The structural inconsistencies in commercial algal alginates have limited their reliability and quality for various applications. Therefore, the biosynthesis of structurally consistent alginates is crucial to replace the algal alginates. Thus, this study aimed to investigate the structural and alginate's structural and functional properties of Pseudomonas aeruginosa CMG1418 as a substitute. To achieve this, the CMG1418 alginates were physiochemically characterized using various techniques such as transmission electron microscopy, Fourier-transform infrared ¹H-NMR, ¹³C-NMR, and gel permeation chromatography. The synthesized CMG1418 alginate was then subjected to standard tests to evaluate its biocompatibility, emulsification, hydrophilic, flocculation, gelling, and rheological properties. The analytical studies revealed that CMG1418 alginate is an extracellular and polydisperse polymer with a molecular weight range of 20 000-250 000 Da.
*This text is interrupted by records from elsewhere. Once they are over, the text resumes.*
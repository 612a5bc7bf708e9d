use axum::http::{HeaderValue, Request};
use tower_http::request_id::{MakeRequestId, RequestId};
use uuid::Uuid;

/// Issues a UUID v4 request id. `SetRequestIdLayer` only asks for one when the
/// client did not send `x-request-id`, so caller-supplied ids pass through.
#[derive(Clone, Copy, Debug, Default)]
pub struct MakeRequestUuidOrHeader;

impl MakeRequestId for MakeRequestUuidOrHeader {
    fn make_request_id<B>(&mut self, _request: &Request<B>) -> Option<RequestId> {
        HeaderValue::from_str(&Uuid::new_v4().to_string()).ok().map(RequestId::new)
    }
}

#[cfg(test)]
mod tests {
    use super::*;

    #[test]
    fn test_generates_distinct_uuids() {
        let request = Request::new(());
        let mut maker = MakeRequestUuidOrHeader;

        let a = maker.make_request_id(&request).unwrap();
        let b = maker.make_request_id(&request).unwrap();

        let a = a.header_value().to_str().unwrap().to_string();
        assert!(Uuid::parse_str(&a).is_ok());
        assert_ne!(a, b.header_value().to_str().unwrap());
    }
}
use crate::domain::delivery::DeliveryResult;
use crate::domain::message::OutboundMessage;
use futures::FutureExt;
use std::panic::AssertUnwindSafe;
use std::time::Duration;

pub mod policy;
pub mod transport;

use transport::{MailTransport, TransportError};

/// Attempts delivery of `message` through a single transport.
///
/// Errors, timeouts and panics inside the transport are all folded into
/// `DeliveryResult::Failed`.
#[tracing::instrument(skip(message, transport), fields(transport = transport.name()))]
pub async fn attempt(message: &OutboundMessage, transport: &dyn MailTransport, timeout: Duration) -> DeliveryResult {
    let send = AssertUnwindSafe(transport.send(message)).catch_unwind();

    match tokio::time::timeout(timeout, send).await {
        Ok(Ok(Ok(transport_id))) => {
            tracing::debug!(%transport_id, "Transport accepted message");
            DeliveryResult::Delivered { transport_id }
        }
        Ok(Ok(Err(e))) => {
            tracing::warn!(error = %e, "Transport rejected message");
            DeliveryResult::Failed { reason: e.to_string() }
        }
        Ok(Err(_)) => {
            tracing::error!("Transport panicked during send");
            DeliveryResult::Failed { reason: "Transport panicked during send".to_string() }
        }
        Err(_) => {
            tracing::warn!(timeout_secs = timeout.as_secs(), "Transport timed out");
            DeliveryResult::Failed { reason: TransportError::Timeout(timeout).to_string() }
        }
    }
}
It comprises 76% poly-(1-4)-β-D-mannuronic acid (M-blocks), no poly-α-L-guluronate (G-blocks), 12% alternating sequences of β-D-mannuronic acid and α-L-guluronic acid (poly-MG/GM-blocks), 12% MGM-blocks, 172 degrees of polymerization, and di-O-acetylation of M-residues. Interestingly, CMG1418 alginate did not show any cytotoxic or antimetabolic activity. Moreover, compared to algal alginates, CMG1418 alginate exhibited higher and more stable flocculation efficiencies (70-90%) and viscosities (4500-4760 cP) over a wide range of pH and temperatures. Additionally, it displayed soft to flexible gelling abilities and higher water-holding capacities (375%). It also showed thermodynamically more stable emulsifying activities (99-100%) that surpassed the algal alginates and commercial emulsifying agents. However, only divalent and multivalent cations could slightly increase viscosity, gelling, and flocculation. In conclusion, this study explored a structurally di-O-acetylated and poly-G-blocks-deficient, biocompatible alginate, and its pH and thermostable functional properties. This research suggests that CMG1418 alginate is a superior and more reliable substitute for algal alginates in various applications, such as viscosifying, soft gelling, flocculating, emulsifying, and water-holding.